As pandemic restrictions relax, business reopen and employers struggle to staff up, teenagers are flooding the job market to fill a the labor gap.

The number of 16- to 19-year-olds who work jumped to nearly 32% in June, according to the Bureau of Labor Statistics, compared to about 25% a year earlier, when the pandemic cut off millions of lower-wage opportunities. In the 1970s, teen employment was nearly 50%.

“I think I wanted to work, you know, start saving up, so, like, I’ll be good for when I enter college,” 18-year-old Yahir Parada said.

The recent high school grad from Denver said he’s been working as a lifeguard for the city’s parks and recreation department for a few years now, and he said money wasn’t the only reason he looked for a job.

“I think I was mainly, like, looking for more experience and connections that I will be able to use in the future,” Parada said.

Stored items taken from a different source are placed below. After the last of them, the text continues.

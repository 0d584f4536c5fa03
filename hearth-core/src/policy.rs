//! Admission and eviction policy.
//!
//! A pure decision function: given a load request, the currently loaded
//! set, current pressure, and the static budget, decide whether to admit,
//! admit after evicting victims, or reject. No locks, no clocks, no
//! side effects; the lifecycle manager executes whatever is decided here.

use crate::config::ResourceBudget;
use crate::error::CoreError;
use crate::monitor::Pressure;
use serde::Serialize;

/// A request to load a model, as seen by the policy.
#[derive(Debug, Clone)]
pub struct LoadRequest<'a> {
    pub model_id: &'a str,
    pub memory_cost_mb: u64,
    pub accel_cost_mb: u64,
    /// Whether this model is already bound to an active session. Under
    /// critical pressure only such loads are considered, so existing
    /// sessions can drain while new work is shed.
    pub session_bound: bool,
}

/// Point-in-time stats for one loaded handle.
#[derive(Debug, Clone, Serialize)]
pub struct LoadedModelStats {
    pub model_id: String,
    pub memory_reserved_mb: u64,
    pub accel_reserved_mb: u64,
    pub in_flight: u64,
    /// Last activity as unix milliseconds; the LRU ordering key.
    pub last_active_ms: i64,
}

/// Outcome of an admission decision.
#[derive(Debug, Clone, PartialEq, Eq)]
pub enum AdmissionDecision {
    Admit,
    /// Admit once the named victims (in order) are unloaded.
    AdmitWithEviction(Vec<String>),
    Reject(RejectReason),
}

#[derive(Debug, Clone, PartialEq, Eq)]
pub enum RejectReason {
    InsufficientResources { needed_mb: u64, reclaimable_mb: u64 },
    SystemUnderPressure,
}

impl RejectReason {
    pub fn into_error(self, model_id: &str) -> CoreError {
        match self {
            RejectReason::InsufficientResources {
                needed_mb,
                reclaimable_mb,
            } => CoreError::InsufficientResources {
                model_id: model_id.to_string(),
                needed_mb,
                reclaimable_mb,
            },
            RejectReason::SystemUnderPressure => CoreError::SystemUnderPressure {
                model_id: model_id.to_string(),
            },
        }
    }
}

/// Decide whether a load may proceed, and at whose expense.
pub fn decide(
    request: &LoadRequest<'_>,
    loaded: &[LoadedModelStats],
    pressure: Pressure,
    budget: &ResourceBudget,
) -> AdmissionDecision {
    // Hot path: the model is already resident.
    if loaded.iter().any(|m| m.model_id == request.model_id) {
        return AdmissionDecision::Admit;
    }

    if pressure == Pressure::Critical && !request.session_bound {
        return AdmissionDecision::Reject(RejectReason::SystemUnderPressure);
    }

    let reserved_mem: u64 = loaded.iter().map(|m| m.memory_reserved_mb).sum();
    let reserved_accel: u64 = loaded.iter().map(|m| m.accel_reserved_mb).sum();
    let count = loaded.len();

    let fits = |freed_mem: u64, freed_accel: u64, evicted: usize| {
        reserved_mem - freed_mem + request.memory_cost_mb <= budget.max_memory_mb
            && reserved_accel - freed_accel + request.accel_cost_mb <= budget.max_accel_memory_mb
            && count - evicted + 1 <= budget.max_concurrent_models
    };

    if fits(0, 0, 0) {
        return AdmissionDecision::Admit;
    }

    // Victim candidates: idle handles only, least recently used first,
    // ties broken by larger footprint to free more headroom per eviction.
    let mut candidates: Vec<&LoadedModelStats> =
        loaded.iter().filter(|m| m.in_flight == 0).collect();
    candidates.sort_by(|a, b| {
        a.last_active_ms
            .cmp(&b.last_active_ms)
            .then_with(|| b.memory_reserved_mb.cmp(&a.memory_reserved_mb))
    });

    let mut victims = Vec::new();
    let mut freed_mem = 0u64;
    let mut freed_accel = 0u64;
    for candidate in candidates {
        if fits(freed_mem, freed_accel, victims.len()) {
            break;
        }
        freed_mem += candidate.memory_reserved_mb;
        freed_accel += candidate.accel_reserved_mb;
        victims.push(candidate.model_id.clone());
    }

    if fits(freed_mem, freed_accel, victims.len()) {
        AdmissionDecision::AdmitWithEviction(victims)
    } else {
        AdmissionDecision::Reject(RejectReason::InsufficientResources {
            needed_mb: request.memory_cost_mb,
            reclaimable_mb: freed_mem,
        })
    }
}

Anesia Woods, 17, from Crowley, Texas, just earned a high school equivalency diploma and is training to become an after-school program director at her child care job. Woods said she was thinking about what her earnings could mean for her family.

“I have 11 siblings, so it was kind of hard growing up, like, food situations and clothing for all of those children,” Woods said. “I do want to support them, so I’m just trying to encourage them to, like, achieve greatness.”

Parada said he makes $15 an hour at his lifeguard job, and he’s satisfied with the pay for now.

“When I started lifeguarding, I got paid around like $11 an hour, and it didn’t really move up to like after a couple of months after I was working,” Parada said.

Woods said she makes $11 an hour in her position. And while she’s comfortable with the wage for now, she’s planning on earning more in the future.

“When I get older, I plan on, like, looking for something that has a better amount of money,” Woods said. “But I’d rather do what I love and make less money than to do something that I don’t like.”